▸ **TASK OBJECTIVE**
Write the data out again exactly and in full.

[Stored data entries]
•••••
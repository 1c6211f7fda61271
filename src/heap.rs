//! The reference-counted heap
//!
//! Every heap block is created with an owner count of one.
//! Sharing a value means [Heap::retain]ing it, and every owner
//! eventually gives up its reference with [Heap::release].
//!
//! Only blocks of the generation currently being allocated into are counted.
//! While speculating, permanent blocks are frozen and retain/release
//! leave them alone, so an abort can't leave their counts inconsistent.
use std::cell::RefCell;
use std::collections::VecDeque;
use std::ptr::{self, NonNull};

use slog::{debug, Logger};

use relheap_alloc::{size_code, AllocStats};
use relheap_context::{
    Failure, MemState, RawBlock, Runtime, RuntimeConfig, TransitionError
};

use crate::block::{BlockKind, BlockRef, DescriptorError, RelBlock, SeqBlock, TagBox, INVALID_INDEX};
use crate::value::{MemLayout, Value, ValueType, MAX_SEQ_LEN};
•••••
▸ **COMPLETED EXERCISE**
repository 1c6211f7fda61271
filename src/heap.rs
//! The reference-counted heap
//!
//! Every heap block is created with an owner count of one.
//! Sharing a value means [Heap::retain]ing it, and every owner
//! eventually gives up its reference with [Heap::release].
//!
//! Only blocks of the generation currently being allocated into are counted.
//! While speculating, permanent blocks are frozen and retain/release
//! leave them alone, so an abort can't leave their counts inconsistent.
use std::cell::RefCell;
use std::collections::VecDeque;
use std::ptr::{self, NonNull};

use slog::{debug, Logger};

use relheap_alloc::{size_code, AllocStats};
use relheap_context::{
    Failure, MemState, RawBlock, Runtime, RuntimeConfig, TransitionError
};

use crate::block::{BlockKind, BlockRef, DescriptorError, RelBlock, SeqBlock, TagBox, INVALID_INDEX};
use crate::value::{MemLayout, Value, ValueType, MAX_SEQ_LEN};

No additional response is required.